Today, What are you escaping from?

I walked out of office last night at around 8:30 PM and called for a rickshaw.

Bhai, we will have heavy traffic on the way. Today, it’s Ganesh Visarjan.”

“No problem. Have to go. Can’t help. Chalo.” I could hear painfully loud music on streets.

A few meters ahead, I saw a troupe with a Ganesh idol. It was a beautiful idol. I love the craftsmanship involved in making of these idols. Yesterday was the fifth day of Ganesh Mahotsav and in Mumbai it’s more than a festival. If I say its madness, It won’t be wrong.

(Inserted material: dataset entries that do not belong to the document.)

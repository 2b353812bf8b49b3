use std::collections::HashMap;

use super::{Handle, HandleAllocator};

/// Handle → resource map; the single owner of each resource's lifetime.
///
/// A registry only recognizes handles it inserted itself. All lookups are
/// O(1) and return `None` for unknown or released handles.
#[derive(Debug)]
pub struct Registry<T> {
    entries: HashMap<Handle, T>,
}

impl<T> Registry<T> {
    pub fn new() -> Self {
        Self { entries: HashMap::new() }
    }

    /// Allocates a fresh handle from `allocator` and stores `value` under it.
    pub fn create(&mut self, allocator: &mut HandleAllocator, value: T) -> Handle {
        let handle = allocator.allocate();
        self.entries.insert(handle, value);
        handle
    }

    #[inline]
    pub fn resolve(&self, handle: Handle) -> Option<&T> {
        self.entries.get(&handle)
    }

    #[inline]
    pub fn resolve_mut(&mut self, handle: Handle) -> Option<&mut T> {
        self.entries.get_mut(&handle)
    }

    /// Removes the entry and hands it back for finalization.
    ///
    /// Releasing an unknown handle returns `None` and changes nothing.
    pub fn release(&mut self, handle: Handle) -> Option<T> {
        self.entries.remove(&handle)
    }

    #[inline]
    pub fn exists(&self, handle: Handle) -> bool {
        self.entries.contains_key(&handle)
    }

    #[inline]
    pub fn len(&self) -> usize {
        self.entries.len()
    }

    #[inline]
    pub fn is_empty(&self) -> bool {
        self.entries.is_empty()
    }

    /// Unordered iteration over live entries.
    pub fn iter(&self) -> impl Iterator<Item = (Handle, &T)> {
        self.entries.iter().map(|(&h, v)| (h, v))
    }

    /// Removes every entry, yielding them for finalization.
    pub fn drain(&mut self) -> impl Iterator<Item = (Handle, T)> + '_ {
        self.entries.drain()
    }
}

impl<T> Default for Registry<T> {
    fn default() -> Self {
        Self::new()
    }
}

#[cfg(test)]
mod tests {
    use super::*;

    #[test]
    fn resolve_after_create_returns_value() {
        let mut alloc = HandleAllocator::new();
        let mut reg = Registry::new();
        let h = reg.create(&mut alloc, "a");
        assert!(h.is_valid());
        assert_eq!(reg.resolve(h), Some(&"a"));
        assert!(reg.exists(h));
    }

    #[test]
    fn release_is_idempotent() {
        let mut alloc = HandleAllocator::new();
        let mut reg = Registry::new();
        let h = reg.create(&mut alloc, 7);
        assert_eq!(reg.release(h), Some(7));
        assert_eq!(reg.resolve(h), None);
        assert_eq!(reg.release(h), None);
        assert!(reg.is_empty());
    }

    #[test]
    fn shared_allocator_keeps_handles_disjoint() {
        let mut alloc = HandleAllocator::new();
        let mut textures: Registry<&str> = Registry::new();
        let mut nodes: Registry<u32> = Registry::new();

        let t = textures.create(&mut alloc, "tex");
        let n = nodes.create(&mut alloc, 1);

        assert!(n > t);
        assert!(nodes.resolve(t).is_none());
        assert!(textures.resolve(n).is_none());
    }

    #[test]
    fn invalid_handle_never_resolves() {
        let mut alloc = HandleAllocator::new();
        let mut reg = Registry::new();
        reg.create(&mut alloc, ());
        assert!(!reg.exists(Handle::INVALID));
        assert_eq!(alloc.allocated(), 1);
    }
}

But then madness about what? One case could be that these people are madly in love with this god and its time to rejoice about their love. To justify this I looked a little closer to their faces and listened carefully to sound of music. But I neither could see nor hear love. All I could find was a celebration of our escapist attitude. I felt that the dance was not for Ganesh but for them.

Ever wondered why do we have endless list of festivals in India? Can it be a reason behind us being escapists? Are we the people who need to run away into something else to suppress the boredom of routine life or to fight our sadness?

We celebrate Ganesh Chaturthi or Durga Pooja and dance to the tunes of “Bidi Jalaile jigar se piya… jigar ma badi aag hai”. We celebrate Diwali and loose ourselves in noise pollution from crackers. We celebrate Holi and cover our faces with loads of colors so that for at least one day no one can see our real faces.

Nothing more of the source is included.